Através das primeiras fundações que surgem próximas à antiga ponte, a nova travessia do Guaíba começa a tomar forma. Mais uma vez, temos diante dos olhos um evento histórico, que seis décadas depois guarda semelhanças com os capítulos iniciais da longa e tortuosa história da travessia a seco do Guaíba.
A partir da década de 1940, as dificuldades geradas pela questão da travessia do Guaíba - que não apenas fazia a ligação entre duas cidades, mas sim, a ligação entre as metades sul e norte do estado, a ligação deste com o restante do Brasil e do Brasil com os países do mercosul - se tornavam cada vez mais graves.
O substancial aumento do tráfego de veículos e passageiros naqueles anos tornava o serviço de barcas - administrado pelo Departamento Autônomo de Estradas de Rodagem desde 1941 e que realizava a travessia até então - completamente obsoleto. Segundo dados do próprio DAER, no ano de 1942, pouco mas de 13 mil veículos e 63 mil passageiros fizeram a travessia, que ligava o bairro Assunção, em Porto Alegre, ao local onde atualmente funciona o Terminal Hidroviário dos catamarãs, no centro de Guaíba. Aliás, parte da estrutura que ainda existe ali foi construída naquela época. Contudo, apenas 12 anos depois, no ano de 1954, os dados se tornam surpreendentes: foram 246 mil veículos e 827 mil passageiros a atravessar o Guaíba. Um aumento de mais de 13 vezes no número de passageiros e de 18 vezes o número de veículos, revelando assim que o processo rodoviário estava a pleno vapor, com cada vez mais veículos rodando pelas estradas brasileiras, sem que houvesse estrutura adequada para este aumento de tráfego. Não precisamos de grandes exercícios de imaginação para constatarmos o verdadeiro caos que se instalara no transporte entre Guaíba e Porto Alegre.

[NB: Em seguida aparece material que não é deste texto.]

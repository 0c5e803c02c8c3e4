//! Thin wrappers over `gloo_net` for the portal's JSON API.
//!
//! Every endpoint answers with a `ServiceResponse` envelope; these helpers
//! unwrap it so callers only see `Ok(data)` or the single error message meant
//! for the user.

use common::responses::ServiceResponse;
use gloo_net::http::{Request, Response};
use serde::de::DeserializeOwned;
use serde::Serialize;
use web_sys::FormData;

async fn read<T: DeserializeOwned>(response: Result<Response, gloo_net::Error>) -> Result<Option<T>, String> {
    let response = response.map_err(|e| format!("Network error: {}", e))?;
    let body: ServiceResponse<T> = response
        .json()
        .await
        .map_err(|e| format!("Unexpected response ({}): {}", response.status(), e))?;
    body.into_result()
}

fn required<T>(data: Option<T>) -> Result<T, String> {
    data.ok_or_else(|| "The server returned no data".to_string())
}

pub async fn get<T: DeserializeOwned>(url: &str) -> Result<T, String> {
    read(Request::get(url).send().await).await.and_then(required)
}

/// For endpoints whose `data` may legitimately be `null`.
pub async fn get_optional<T: DeserializeOwned>(url: &str) -> Result<Option<T>, String> {
    read::<Option<T>>(Request::get(url).send().await)
        .await
        .map(Option::flatten)
}

pub async fn post<B: Serialize, T: DeserializeOwned>(url: &str, body: &B) -> Result<T, String> {
    let request = Request::post(url).json(body).map_err(|e| e.to_string())?;
    read(request.send().await).await.and_then(required)
}

pub async fn post_empty<T: DeserializeOwned>(url: &str) -> Result<T, String> {
    read(Request::post(url).send().await).await.and_then(required)
}

pub async fn post_form<T: DeserializeOwned>(url: &str, form: FormData) -> Result<T, String> {
    let request = Request::post(url).body(form).map_err(|e| e.to_string())?;
    read(request.send().await).await.and_then(required)
}
pub mod csv_import;
pub mod form_builder;
pub mod review;
pub mod wizard;
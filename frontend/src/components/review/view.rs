use common::model::application::{Application, ApplicationStatus};
use web_sys::{HtmlInputElement, HtmlSelectElement};
use yew::html::Scope;
use yew::prelude::*;

use crate::helpers::format_amount;
use crate::tops_sheet::yw_material_top_sheet::YwMaterialTopSheet;

use super::messages::Msg;
use super::state::{available_transitions, ReviewBoard};

pub fn view(component: &ReviewBoard, ctx: &Context<ReviewBoard>) -> Html {
    let link = ctx.link();
    html! {
        <div class="review-board">
            { filters(component, ctx) }
            if let Some(error) = &component.load_error {
                <div class="review-error">{ format!("Could not load applications: {}", error) }</div>
            } else if component.loading && component.applications.is_empty() {
                <div class="review-loading">{ "Loading..." }</div>
            } else if component.applications.is_empty() {
                <p class="empty">{ "No applications match these filters." }</p>
            } else {
                <table class="review-table">
                    <thead>
                        <tr>
                            <th>{ "Applicant" }</th>
                            <th>{ "Scholarship" }</th>
                            <th>{ "Submitted" }</th>
                            <th>{ "GPA" }</th>
                            <th>{ "Status" }</th>
                            <th>{ "Award" }</th>
                            <th />
                        </tr>
                    </thead>
                    <tbody>
                        { for component.applications.iter().map(|application| row(application, ctx)) }
                    </tbody>
                </table>
            }
            <YwMaterialTopSheet node_ref={component.award_sheet.clone()} title={Some("Award scholarship".to_string())}>
                { award_dialog(component, link) }
            </YwMaterialTopSheet>
        </div>
    }
}

fn filters(component: &ReviewBoard, ctx: &Context<ReviewBoard>) -> Html {
    let link = ctx.link();
    let on_scholarship = link.callback(|e: Event| {
        let select: HtmlSelectElement = e.target_unchecked_into();
        Msg::FilterScholarship(Some(select.value()).filter(|v| !v.is_empty()))
    });
    let on_status = link.callback(|e: Event| {
        let select: HtmlSelectElement = e.target_unchecked_into();
        Msg::FilterStatus(select.value().parse::<ApplicationStatus>().ok())
    });
    html! {
        <div class="review-filters">
            <select onchange={on_scholarship}>
                <option value="" selected={component.scholarship_filter.is_none()}>{ "All scholarships" }</option>
                { for ctx.props().scholarships.iter().map(|s| html! {
                    <option
                        value={s.id.clone()}
                        selected={component.scholarship_filter.as_deref() == Some(s.id.as_str())}
                    >
                        { s.name.clone() }
                    </option>
                }) }
            </select>
            <select onchange={on_status}>
                <option value="" selected={component.status_filter.is_none()}>{ "Any status" }</option>
                { for ApplicationStatus::ALL.iter().map(|status| html! {
                    <option value={status.as_str()} selected={component.status_filter == Some(*status)}>
                        { status.label() }
                    </option>
                }) }
            </select>
            <button disabled={component.loading} onclick={link.callback(|_| Msg::Refresh)}>{ "Refresh" }</button>
        </div>
    }
}

fn scholarship_name(ctx: &Context<ReviewBoard>, id: &str) -> String {
    ctx.props()
        .scholarships
        .iter()
        .find(|s| s.id == id)
        .map(|s| s.name.clone())
        .unwrap_or_else(|| id.to_string())
}

fn row(application: &Application, ctx: &Context<ReviewBoard>) -> Html {
    let link = ctx.link();
    let id = application.id.clone().unwrap_or_default();
    let status = application.status;

    let actions = available_transitions(status).into_iter().map(|next| {
        let id = id.clone();
        html! {
            <button onclick={link.callback(move |_| Msg::ChangeStatus(id.clone(), next))}>
                { next.label() }
            </button>
        }
    });
    let award_action = match status {
        ApplicationStatus::Approved => {
            let id = id.clone();
            html! { <button class="primary" onclick={link.callback(move |_| Msg::OpenAward(id.clone()))}>{ "Award" }</button> }
        }
        ApplicationStatus::Awarded => {
            let id = id.clone();
            html! { <button class="danger" onclick={link.callback(move |_| Msg::RemoveAward(id.clone()))}>{ "Remove award" }</button> }
        }
        _ => html! {},
    };

    html! {
        <tr>
            <td>
                <div>{ application.full_name() }</div>
                <div class="muted">{ application.email.clone() }</div>
            </td>
            <td>{ scholarship_name(ctx, &application.scholarship_id) }</td>
            <td>{ application.submitted_at.clone().unwrap_or_else(|| "-".to_string()) }</td>
            <td>{ application.gpa.map(|gpa| format!("{:.2}", gpa)).unwrap_or_else(|| "-".to_string()) }</td>
            <td><span class={classes!("status", status.as_str())}>{ status.label() }</span></td>
            <td>
                {
                    match (application.awarded_amount, &application.awarded_date) {
                        (Some(amount), Some(date)) => format!("{} on {}", format_amount(amount), date),
                        (Some(amount), None) => format_amount(amount),
                        _ => "-".to_string(),
                    }
                }
            </td>
            <td class="actions">
                { for actions }
                { award_action }
            </td>
        </tr>
    }
}

fn award_dialog(component: &ReviewBoard, link: &Scope<ReviewBoard>) -> Html {
    let Some(award) = &component.award else {
        return html! {};
    };
    let on_amount = link.callback(|e: InputEvent| {
        let input: HtmlInputElement = e.target_unchecked_into();
        Msg::SetAwardAmount(input.value())
    });
    let on_date = link.callback(|e: InputEvent| {
        let input: HtmlInputElement = e.target_unchecked_into();
        Msg::SetAwardDate(input.value())
    });
    html! {
        <div class="award-dialog">
            <label class="editor-row">
                <span>{ "Amount" }</span>
                <input type="number" min="0" step="0.01" value={award.amount.clone()} oninput={on_amount} />
            </label>
            <label class="editor-row">
                <span>{ "Award date (defaults to today)" }</span>
                <input type="date" value={award.date.clone()} oninput={on_date} />
            </label>
            <div class="editor-actions">
                <button onclick={link.callback(|_| Msg::CancelAward)}>{ "Cancel" }</button>
                <button class="primary" onclick={link.callback(|_| Msg::ConfirmAward)}>{ "Confirm award" }</button>
            </div>
        </div>
    }
}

A travessia por meio das barcas (que eram apenas duas: Francesca e 13 de maio) definitivamente não atendia mais a demanda, que era crescente. Neste período, o processo completo de travessia entre as duas cidades demorava quatro horas ou mais. A travessia a seco se impunha.
Um velho sonho, a travessia a seco do Guaíba era imaginada desde o século 19, porém discussões sérias a respeito iniciaram somente no início dos anos 1950, quando o DAER criou uma espécie de comissão da travessia, destinada a realizar os estudos necessários para a obra. Em relação aos debates técnicos existem alguns aspectos curiosos. A primeira discussão, realizada também na Assembleia Legislativa, defendia melhorias no sistema de barcas. Como um deputado comentou à época, devido ao lamentável estado das estradas gaúchas, construir a ponte seria como “vestir calças de veludo e andar descalço”. Todavia, a melhoria do serviço de barcas foi logo descartada, havendo grande interesse por parte do DAER em realizar a gigantesca obra. Um dos projetos defendia a construção de um túnel subfluvial, que ligaria à Ponta da Cadeia em Porto Alegre à Ilha da Pintada. Para o correto funcionamento do túnel, haveria a necessidade de um torre de ventilação, no meio do percurso. Porém, este projeto também foi logo descartado.
O projeto vencedor previa a utilização da própria geografia, ligando as ilhas por meio de um complexo de pontes, tendo início as obras em outubro de 1955. A solução para o Guaíba, devido à intensa navegação de petroleiros, foi a construção da ponte com um vão móvel. Projeto realizado por uma empresa alemã e construído pela Companhia Siderúrgica Nacional. Embora sem estar completamente pronta, a Travessia Régis Bittencourt foi inaugurada em 28/12/1958, pelo governador Ildo Meneghetti. Leonel Brizola, que já havia sido eleito governador dois meses antes, ao assumir tentou trocar o nome da obra para Travessia Getúlio Vargas, no entanto a alteração nunca foi homologada pelo governo federal, que realizara a obra através do DNER em parceria com o DAER.
Durante sua construção e após sua inauguração “a nova ponte dos suspiros” gerou grandes expectativas, tanto em porto-alegrenses, quanto nos guaibenses. Havia o entendimento de que a obra por si só traria desenvolvimento para a região, havendo inclusive projetos para a construção do Aeroporto Internacional de Guaíba, que faria parte de uma conurbada “cidade industrial linear Jacuí-Guaíba”. A euforia pode ser sintetizada através de expressões utilizadas pela imprensa da época, que via acontecer no Rio Grande do Sul a superação do atraso e a chegada do progresso.
Passava-se da era das barcas para a era das pontes.